At first, developmental psychology only addressed the changes that occurred during childhood leading some to assume that no further positive change would take place during adulthood. The idea here is that by the time we are adults our personalities, our style of interacting with others and our mental abilities would all be fixed. Later research into development brought forward the idea that change was continual and the opportunity for further development in adult years was not impossible.

One approach that concurs with development in adult years is developmental contextualism. The theory here is that development ‘is affected by the context of a person’s life’ (Challenging Psy. Issues, Lifespan Development, P54), that is, internal influences plus external influences equals human development. This approach was illustrated by Urie Bronfenbrenner in his ‘ecological’ theory of development in which he puts forward the idea that development results from an individual interacting with their own environment. There are any number of influences within our environment, starting in childhood with school and the influence of teachers and classmates. As we mature into adulthood and find employment there is the influence of colleagues and superiors. Within the family itself there is the influence of parents, siblings and other relations. Put all this together and enclose it with the community within the society and culture in which we live and you have an immense number of continual influences within which the individual is embedded.
A reoccurring factor with the environmental influences mentioned above is the idea of vertical and horizontal relationships. The first time that these relationships are encountered is during childhood with the family. They are the horizontal relationship between siblings and the vertical relationship between parent and child. Schaffer (1996) regards both types of relationship important for early development. The child is provided with protection, security and knowledge and is introduced to new skills through the vertical relationship. Observational studies by Abramovitch, Corter, Pepler and Stanthorpe (1986) and Dunn (1988) complement Schaffer’s notes on the horizontal relationship between siblings. They found evidence of sharing, support, negotiation and cooperation. This kind of relationship has the potential of great influence because it is both reciprocal and complementary in nature. Observation of pretend play shows that children are given an opportunity to explore the rules of social interaction by bringing the real world down to their level of understanding (Vygotsky, reported by Damon 1983). Vygotsky argues that children do not act their age during pretend play, they act older.
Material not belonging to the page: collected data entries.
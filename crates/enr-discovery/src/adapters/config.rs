use crate::domain::DiscoveryConfig;
use crate::ports::ConfigProvider;

// ============================================================================
// StaticConfigProvider - Hardcoded config for testing/development
// ============================================================================

/// Static configuration provider wrapping a ready-made config.
///
/// Useful for testing and development. For deployments, use `TomlConfigProvider`.
#[derive(Debug, Clone)]
pub struct StaticConfigProvider {
    config: DiscoveryConfig,
}

impl StaticConfigProvider {
    /// Wrap a config.
    #[must_use]
    pub fn new(config: DiscoveryConfig) -> Self {
        Self { config }
    }
}

impl ConfigProvider for StaticConfigProvider {
    fn discovery_config(&self) -> DiscoveryConfig {
        self.config.clone()
    }
}

// ============================================================================
// TomlConfigProvider - File-based config (requires "toml-config" feature)
// ============================================================================

#[cfg(feature = "toml-config")]
mod toml_config {
    use super::*;
    use crate::domain::{
        DecodeError, NodeRecord, PeerAddress, RecordInput, DEFAULT_LOOKUP_INTERVAL_MS,
    };
    use serde::Deserialize;
    use std::fs;
    use std::path::Path;
    use std::time::Duration;
    use thiserror::Error;

    /// Configuration file structure.
    #[derive(Debug, Deserialize)]
    struct ConfigFile {
        discovery: DiscoveryTable,
    }

    #[derive(Debug, Deserialize)]
    struct DiscoveryTable {
        local_record: String,
        bind_address: Option<String>,
        #[serde(default)]
        boot_records: Vec<String>,
        enabled: Option<bool>,
        lookup_interval_ms: Option<u64>,
    }

    /// TOML-based configuration provider.
    ///
    /// # Config File Format
    ///
    /// ```toml
    /// [discovery]
    /// enabled = true
    /// bind_address = "/ip4/0.0.0.0/udp/9000"
    /// lookup_interval_ms = 5000
    /// local_record = "enr:..."
    /// boot_records = [
    ///     "enr:...",
    /// ]
    /// ```
    ///
    /// The local record is decoded while loading. Boot records stay encoded
    /// and are decoded when the service is constructed.
    #[derive(Debug, Clone)]
    pub struct TomlConfigProvider {
        config: DiscoveryConfig,
    }

    impl TomlConfigProvider {
        /// Load configuration from a TOML file.
        ///
        /// # Errors
        ///
        /// Returns error if the file cannot be read or parsed.
        pub fn load<P: AsRef<Path>>(path: P) -> Result<Self, ConfigError> {
            let content = fs::read_to_string(path.as_ref()).map_err(|e| ConfigError::Io {
                path: path.as_ref().display().to_string(),
                error: e.to_string(),
            })?;

            Self::parse(&content)
        }

        /// Parse configuration from a TOML string.
        pub fn parse(content: &str) -> Result<Self, ConfigError> {
            let file: ConfigFile =
                toml::from_str(content).map_err(|e| ConfigError::Parse(e.to_string()))?;
            let table = file.discovery;

            let local_record: NodeRecord = table.local_record.parse()?;

            let mut config = DiscoveryConfig::new(local_record)
                .with_boot_records(table.boot_records.into_iter().map(RecordInput::Encoded))
                .with_lookup_interval(Duration::from_millis(
                    table.lookup_interval_ms.unwrap_or(DEFAULT_LOOKUP_INTERVAL_MS),
                ));

            if let Some(enabled) = table.enabled {
                config = config.with_enabled(enabled);
            }

            if let Some(bind) = table.bind_address {
                let address: PeerAddress =
                    bind.parse().map_err(|_| ConfigError::InvalidValue {
                        field: "bind_address",
                        reason: format!("'{}' is not an address", bind),
                    })?;
                if !address.is_udp() {
                    return Err(ConfigError::InvalidValue {
                        field: "bind_address",
                        reason: format!("'{}' is not a UDP address", bind),
                    });
                }
                config = config.with_bind_address(address);
            }

            Ok(Self { config })
        }
    }

    impl ConfigProvider for TomlConfigProvider {
        fn discovery_config(&self) -> DiscoveryConfig {
            self.config.clone()
        }
    }

    /// Errors that can occur during config loading.
    #[derive(Debug, Clone, PartialEq, Eq, Error)]
    pub enum ConfigError {
        /// File I/O error.
        #[error("Failed to read {path}: {error}")]
        Io {
            /// Path of the file that failed to load.
            path: String,
            /// Error message from the I/O operation.
            error: String,
        },
        /// TOML parsing error.
        #[error("Failed to parse config: {0}")]
        Parse(String),
        /// A field holds an unusable value.
        #[error("Invalid value for {field}: {reason}")]
        InvalidValue {
            /// Offending field
            field: &'static str,
            /// What is wrong with it
            reason: String,
        },
        /// The local record could not be decoded.
        #[error("Invalid local record: {0}")]
        Record(#[from] DecodeError),
    }
}

#[cfg(feature = "toml-config")]
pub use toml_config::{ConfigError, TomlConfigProvider};

#[cfg(test)]
mod tests {
    use super::*;
    use crate::domain::{NodeRecord, PublicKey};
    use std::net::Ipv4Addr;

    fn record(byte: u8) -> NodeRecord {
        let mut key = [0u8; 33];
        key[0] = 0x02;
        key[1] = byte;
        NodeRecord::new(1, PublicKey::new(key))
            .with_ip(Ipv4Addr::new(10, 0, 0, byte))
            .with_udp(9000)
    }

    #[test]
    fn test_static_provider_returns_config() {
        let config = DiscoveryConfig::new(record(1)).with_enabled(false);
        let provider = StaticConfigProvider::new(config.clone());
        assert_eq!(provider.discovery_config(), config);
    }

    #[cfg(feature = "toml-config")]
    mod toml_provider {
        use super::*;
        use crate::domain::RecordInput;
        use std::time::Duration;

        #[test]
        fn test_parse_full_config() {
            let content = format!(
                r#"
                [discovery]
                enabled = false
                bind_address = "/ip4/127.0.0.1/udp/9100"
                lookup_interval_ms = 250
                local_record = "{}"
                boot_records = ["{}", "{}"]
                "#,
                record(1).to_text(),
                record(2).to_text(),
                record(3).to_text(),
            );

            let config = TomlConfigProvider::parse(&content)
                .unwrap()
                .discovery_config();
            assert_eq!(config.local_record, record(1));
            assert!(!config.enabled);
            assert_eq!(config.bind_address.to_string(), "/ip4/127.0.0.1/udp/9100");
            assert_eq!(config.lookup_interval, Duration::from_millis(250));
            assert_eq!(
                config.boot_records,
                vec![
                    RecordInput::Encoded(record(2).to_text()),
                    RecordInput::Encoded(record(3).to_text()),
                ]
            );
        }

        #[test]
        fn test_parse_applies_defaults() {
            let content = format!("[discovery]\nlocal_record = \"{}\"\n", record(1).to_text());
            let config = TomlConfigProvider::parse(&content)
                .unwrap()
                .discovery_config();
            assert!(config.enabled);
            assert!(config.boot_records.is_empty());
            assert_eq!(config.lookup_interval, Duration::from_millis(5000));
            assert_eq!(config.bind_address.to_string(), "/ip4/0.0.0.0/udp/9000");
        }

        #[test]
        fn test_parse_rejects_tcp_bind_address() {
            let content = format!(
                "[discovery]\nlocal_record = \"{}\"\nbind_address = \"/ip4/0.0.0.0/tcp/9000\"\n",
                record(1).to_text()
            );
            assert!(matches!(
                TomlConfigProvider::parse(&content),
                Err(ConfigError::InvalidValue {
                    field: "bind_address",
                    ..
                })
            ));
        }

        #[test]
        fn test_parse_rejects_bad_local_record() {
            let content = "[discovery]\nlocal_record = \"not-a-record\"\n";
            assert!(matches!(
                TomlConfigProvider::parse(content),
                Err(ConfigError::Record(_))
            ));
        }

        #[test]
        fn test_parse_rejects_missing_table() {
            assert!(matches!(
                TomlConfigProvider::parse("enabled = true"),
                Err(ConfigError::Parse(_))
            ));
        }

        #[test]
        fn test_load_reports_missing_file() {
            let err = TomlConfigProvider::load("/nonexistent/enr-discovery.toml").unwrap_err();
            assert!(matches!(err, ConfigError::Io { .. }));
        }
    }
}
The exploration of different relationships through role playing at this level enables children to acquire social skills that are much more advanced than their actual abilities. Fein (1991) also believes that this is a time for children to ‘explore their sense of self’ to become aware of the similarities and differences between themselves and other people and in doing so find ‘their own unique distinctive identity’ (Challenging Psy. Issues, Lifespan Development, P14). This can sound very persuasive in promoting interaction between young children, unfortunately it neglects to tells us what type of adult this will produce. Another important fact to remember is not to over generalize observations that took place in a particular society using a particular method at that particular time. Cultures are different the world over and we should not use one or two theories as a blueprint of how things are.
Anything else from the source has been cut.